Copies of all lines containing the string "SettlementPreview" are needed from the data below.

[Stored data]
•••••

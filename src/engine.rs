use chrono::NaiveDate;
use hourglass_rs::SafeTimeProvider;
use tracing::warn;
use uuid::Uuid;

use crate::audit::{AuditAction, AuditEntry, AuditRecorder, AuditTrail};
use crate::billing::{
    GenerationReport, InvoiceGenerator, PaymentProcessor, PaymentReceipt, PaymentRequest,
};
use crate::charges::{ChargeAggregator, ChargeBreakdown};
use crate::config::BillingConfig;
use crate::decimal::Money;
use crate::errors::{BillingError, Result};
use crate::ledger::Ledger;
use crate::occupancy::{AssignmentOutcome, OccupancyManager, ReleasedSeat};
use crate::records::{CustomCharge, Expense, NewCharge, NewExpense, Resident, ResidentIntake};
use crate::report::Reports;
use crate::settlement::{Settlement, SettlementEngine, SettlementPreview};
use crate::types::{
    Actor, ChargeId, ExpenseId, Meal, Month, ResidentId, ResidentStatus, RoomId, RoomType, SeatId,
};

/// the operation surface of the billing system. owns the ledger store and
/// an audit sink; every mutation flows through here so each one carries an
/// audit entry. a host needing cross-thread access wraps the engine in its
/// own lock, which serializes all operations.
pub struct BillingEngine<A: AuditRecorder = AuditTrail> {
    config: BillingConfig,
    ledger: Ledger,
    audit: A,
}

impl BillingEngine<AuditTrail> {
    /// engine over an empty ledger with the built-in audit trail
    pub fn new(config: BillingConfig) -> Self {
        Self::with_recorder(config, AuditTrail::new())
    }

    /// engine around a previously captured ledger snapshot
    pub fn from_snapshot(config: BillingConfig, ledger: Ledger) -> Self {
        BillingEngine {
            config,
            ledger,
            audit: AuditTrail::new(),
        }
    }
}

impl<A: AuditRecorder> BillingEngine<A> {
    /// engine with a host-provided audit sink
    pub fn with_recorder(config: BillingConfig, audit: A) -> Self {
        BillingEngine {
            config,
            ledger: Ledger::new(),
            audit,
        }
    }

    pub fn config(&self) -> &BillingConfig {
        &self.config
    }

    pub fn ledger(&self) -> &Ledger {
        &self.ledger
    }

    pub fn audit(&self) -> &A {
        &self.audit
    }

    pub fn reports(&self) -> Reports<'_> {
        Reports::new(&self.ledger)
    }

    /// the audit trail is diagnostic: a failing sink is logged and the
    /// primary operation carries on
    fn record_audit(
        &mut self,
        action: AuditAction,
        details: String,
        actor: &Actor,
        time_provider: &SafeTimeProvider,
    ) {
        let entry = AuditEntry::new(action, details, actor, time_provider.now());
        if let Err(err) = self.audit.record(entry) {
            warn!("audit entry dropped for {}: {}", action, err);
        }
    }

    // ---- rooms ----

    /// add a room and its seats at a default rent
    pub fn add_room(
        &mut self,
        number: impl Into<String>,
        room_type: RoomType,
        default_rent: Money,
        actor: &Actor,
        time_provider: &SafeTimeProvider,
    ) -> Result<RoomId> {
        let number = number.into();
        let room_id = self
            .ledger
            .add_room(number.clone(), room_type, default_rent)?;
        self.record_audit(
            AuditAction::RoomAdded,
            format!("Room {number} added"),
            actor,
            time_provider,
        );
        Ok(room_id)
    }

    /// remove a room; rejected while any of its seats is occupied
    pub fn remove_room(
        &mut self,
        room_id: RoomId,
        actor: &Actor,
        time_provider: &SafeTimeProvider,
    ) -> Result<()> {
        self.ledger.remove_room(room_id)?;
        self.record_audit(
            AuditAction::RoomRemoved,
            "Room deleted".to_string(),
            actor,
            time_provider,
        );
        Ok(())
    }

    /// change one seat's rent; affects invoices generated from then on
    pub fn set_seat_rent(
        &mut self,
        seat_id: SeatId,
        rent: Money,
        actor: &Actor,
        time_provider: &SafeTimeProvider,
    ) -> Result<()> {
        let room_id = self
            .ledger
            .seat(seat_id)
            .ok_or(BillingError::SeatNotFound { id: seat_id })?
            .room_id;
        let number = self
            .ledger
            .room(room_id)
            .ok_or_else(|| BillingError::Persistence {
                message: format!("seat {seat_id} references a missing room"),
            })?
            .number
            .clone();
        self.ledger.set_seat_rent(seat_id, rent)?;
        self.record_audit(
            AuditAction::RoomUpdated,
            format!("Room {number} updated"),
            actor,
            time_provider,
        );
        Ok(())
    }

    // ---- residents and occupancy ----

    /// register a new resident and optionally seat them right away. the
    /// deposit falls back to the configured default when the intake leaves
    /// it unset; seating runs the move-in invoice path.
    pub fn move_in(
        &mut self,
        intake: ResidentIntake,
        seat: Option<SeatId>,
        rent: Option<Money>,
        actor: &Actor,
        time_provider: &SafeTimeProvider,
    ) -> Result<ResidentId> {
        if let Some(seat_id) = seat {
            let target = self
                .ledger
                .seat(seat_id)
                .ok_or(BillingError::SeatNotFound { id: seat_id })?;
            if !target.is_vacant() {
                return Err(BillingError::SeatOccupied { seat_id });
            }
        }
        if let Some(rent) = rent {
            if rent.is_negative() {
                return Err(BillingError::InvalidAmount { amount: rent });
            }
        }

        let move_in = intake.move_in;
        let resident = Resident {
            id: Uuid::new_v4(),
            name: intake.name,
            cnic: intake.cnic,
            phone: intake.phone,
            guardian_phone: intake.guardian_phone,
            move_in,
            move_out: None,
            deposit: intake.deposit.unwrap_or(self.config.default_deposit),
            status: ResidentStatus::Active,
        };
        let name = resident.name.clone();
        let resident_id = self.ledger.insert_resident(resident)?;

        if let Some(seat_id) = seat {
            OccupancyManager::assign(&mut self.ledger, resident_id, seat_id, rent, move_in)?;
        }

        self.record_audit(
            AuditAction::ResidentAdded,
            format!("Added {name}"),
            actor,
            time_provider,
        );
        Ok(resident_id)
    }

    /// seat a resident, or transfer one who is already seated
    pub fn assign_seat(
        &mut self,
        resident_id: ResidentId,
        seat_id: SeatId,
        rent: Option<Money>,
        actor: &Actor,
        time_provider: &SafeTimeProvider,
    ) -> Result<AssignmentOutcome> {
        let name = self.resident_name(resident_id)?;
        let outcome = OccupancyManager::assign(
            &mut self.ledger,
            resident_id,
            seat_id,
            rent,
            today(time_provider),
        )?;
        self.record_audit(
            AuditAction::ResidentUpdated,
            format!("Updated {name}"),
            actor,
            time_provider,
        );
        Ok(outcome)
    }

    /// unseat a resident without moving them out; the tenancy record closes
    pub fn release_seat(
        &mut self,
        resident_id: ResidentId,
        actor: &Actor,
        time_provider: &SafeTimeProvider,
    ) -> Result<Option<ReleasedSeat>> {
        let name = self.resident_name(resident_id)?;
        let released =
            OccupancyManager::release(&mut self.ledger, resident_id, today(time_provider))?;
        self.record_audit(
            AuditAction::ResidentUpdated,
            format!("Updated {name}"),
            actor,
            time_provider,
        );
        Ok(released)
    }

    /// correct the deposit held for a resident
    pub fn set_deposit(
        &mut self,
        resident_id: ResidentId,
        deposit: Money,
        actor: &Actor,
        time_provider: &SafeTimeProvider,
    ) -> Result<()> {
        let name = self.resident_name(resident_id)?;
        self.ledger.set_deposit(resident_id, deposit)?;
        self.record_audit(
            AuditAction::ResidentUpdated,
            format!("Updated {name}"),
            actor,
            time_provider,
        );
        Ok(())
    }

    /// re-open a Left resident for a fresh tenancy. the new move_in date
    /// starts a new deposit-invoice scope.
    pub fn reactivate_resident(
        &mut self,
        resident_id: ResidentId,
        move_in: NaiveDate,
        deposit: Option<Money>,
        actor: &Actor,
        time_provider: &SafeTimeProvider,
    ) -> Result<()> {
        let name = self.resident_name(resident_id)?;
        let deposit = deposit.unwrap_or(self.config.default_deposit);
        self.ledger.reactivate_resident(resident_id, move_in, deposit)?;
        self.record_audit(
            AuditAction::ResidentUpdated,
            format!("Updated {name}"),
            actor,
            time_provider,
        );
        Ok(())
    }

    // ---- attendance feed ----

    /// record one meal's cost for a day, creating or updating the day row.
    /// feed updates carry no audit entry.
    pub fn set_meal_cost(
        &mut self,
        resident_id: ResidentId,
        date: NaiveDate,
        meal: Meal,
        cost: Money,
    ) -> Result<()> {
        self.ledger.upsert_meal_cost(resident_id, date, meal, cost)
    }

    /// mark a meal attended at the configured price, or not attended at
    /// zero cost
    pub fn mark_meal(
        &mut self,
        resident_id: ResidentId,
        date: NaiveDate,
        meal: Meal,
        attended: bool,
    ) -> Result<()> {
        let cost = if attended {
            self.config.meal_prices.price_of(meal)
        } else {
            Money::ZERO
        };
        self.ledger.upsert_meal_cost(resident_id, date, meal, cost)
    }

    // ---- custom charges ----

    /// add a one-off charge to an active resident
    pub fn add_charge(
        &mut self,
        charge: NewCharge,
        actor: &Actor,
        time_provider: &SafeTimeProvider,
    ) -> Result<ChargeId> {
        let resident = self
            .ledger
            .resident(charge.resident_id)
            .ok_or(BillingError::ResidentNotFound {
                id: charge.resident_id,
            })?;
        // a charge on a Left resident would never reach an invoice
        if !resident.is_active() {
            return Err(BillingError::ResidentNotActive {
                resident_id: charge.resident_id,
                status: resident.status,
            });
        }
        let name = resident.name.clone();
        let amount = charge.amount;
        let charge_id = self.ledger.add_charge(charge)?;
        self.record_audit(
            AuditAction::ChargeAdded,
            format!("Added {amount} to {name}"),
            actor,
            time_provider,
        );
        Ok(charge_id)
    }

    pub fn remove_charge(
        &mut self,
        charge_id: ChargeId,
        actor: &Actor,
        time_provider: &SafeTimeProvider,
    ) -> Result<CustomCharge> {
        let removed = self.ledger.remove_charge(charge_id)?;
        self.record_audit(
            AuditAction::ChargeRemoved,
            "Deleted a charge record".to_string(),
            actor,
            time_provider,
        );
        Ok(removed)
    }

    // ---- billing ----

    /// rent, mess and custom totals for a resident and month; read-only
    pub fn aggregate_charges(
        &self,
        resident_id: ResidentId,
        period: Month,
    ) -> Result<ChargeBreakdown> {
        ChargeAggregator::new(&self.ledger).charges_for(resident_id, period)
    }

    /// run monthly generation for every active resident. per-resident
    /// failures are collected in the report rather than aborting the batch.
    pub fn generate_invoices(
        &mut self,
        period: Month,
        actor: &Actor,
        time_provider: &SafeTimeProvider,
    ) -> GenerationReport {
        let report =
            InvoiceGenerator::new(period).generate(&mut self.ledger, today(time_provider));
        for failure in &report.errors {
            warn!(
                "invoice generation failed for resident {}: {}",
                failure.resident_id, failure.reason
            );
        }
        self.record_audit(
            AuditAction::InvoicesGenerated,
            format!("Generated {} invoices for {}", report.generated, report.period),
            actor,
            time_provider,
        );
        report
    }

    /// apply a payment to an invoice and record the transaction
    pub fn apply_payment(
        &mut self,
        request: PaymentRequest,
        actor: &Actor,
        time_provider: &SafeTimeProvider,
    ) -> Result<PaymentReceipt> {
        let receipt = PaymentProcessor::apply(&mut self.ledger, request)?;
        self.record_audit(
            AuditAction::PaymentReceived,
            format!(
                "Received {} for Invoice #{}",
                receipt.payment.amount, receipt.invoice.period
            ),
            actor,
            time_provider,
        );
        Ok(receipt)
    }

    // ---- settlement ----

    /// settlement arithmetic for a resident, without writing anything
    pub fn preview_settlement(&self, resident_id: ResidentId) -> Result<SettlementPreview> {
        SettlementEngine::preview(&self.ledger, resident_id)
    }

    /// settle and move a resident out
    pub fn move_out(
        &mut self,
        resident_id: ResidentId,
        actor: &Actor,
        time_provider: &SafeTimeProvider,
    ) -> Result<Settlement> {
        let name = self.resident_name(resident_id)?;
        let settlement =
            SettlementEngine::execute(&mut self.ledger, resident_id, today(time_provider))?;
        self.record_audit(
            AuditAction::ResidentLeft,
            format!("{} moved out. Settled: {}", name, settlement.net),
            actor,
            time_provider,
        );
        Ok(settlement)
    }

    // ---- expenses ----

    /// record an operating cost
    pub fn record_expense(
        &mut self,
        expense: NewExpense,
        actor: &Actor,
        time_provider: &SafeTimeProvider,
    ) -> Result<ExpenseId> {
        let title = expense.title.clone();
        let amount = expense.amount;
        let expense_id = self.ledger.add_expense(expense)?;
        self.record_audit(
            AuditAction::ExpenseRecorded,
            format!("Added expense: {title} ({amount})"),
            actor,
            time_provider,
        );
        Ok(expense_id)
    }

    pub fn remove_expense(
        &mut self,
        expense_id: ExpenseId,
        actor: &Actor,
        time_provider: &SafeTimeProvider,
    ) -> Result<Expense> {
        let removed = self.ledger.remove_expense(expense_id)?;
        self.record_audit(
            AuditAction::ExpenseRemoved,
            "Deleted an expense record".to_string(),
            actor,
            time_provider,
        );
        Ok(removed)
    }

    fn resident_name(&self, resident_id: ResidentId) -> Result<String> {
        Ok(self
            .ledger
            .resident(resident_id)
            .ok_or(BillingError::ResidentNotFound { id: resident_id })?
            .name
            .clone())
    }
}

fn today(time_provider: &SafeTimeProvider) -> NaiveDate {
    time_provider.now().date_naive()
}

•••••

__Result of this task__
use crate::settlement::{Settlement, SettlementEngine, SettlementPreview};
    pub fn preview_settlement(&self, resident_id: ResidentId) -> Result<SettlementPreview> {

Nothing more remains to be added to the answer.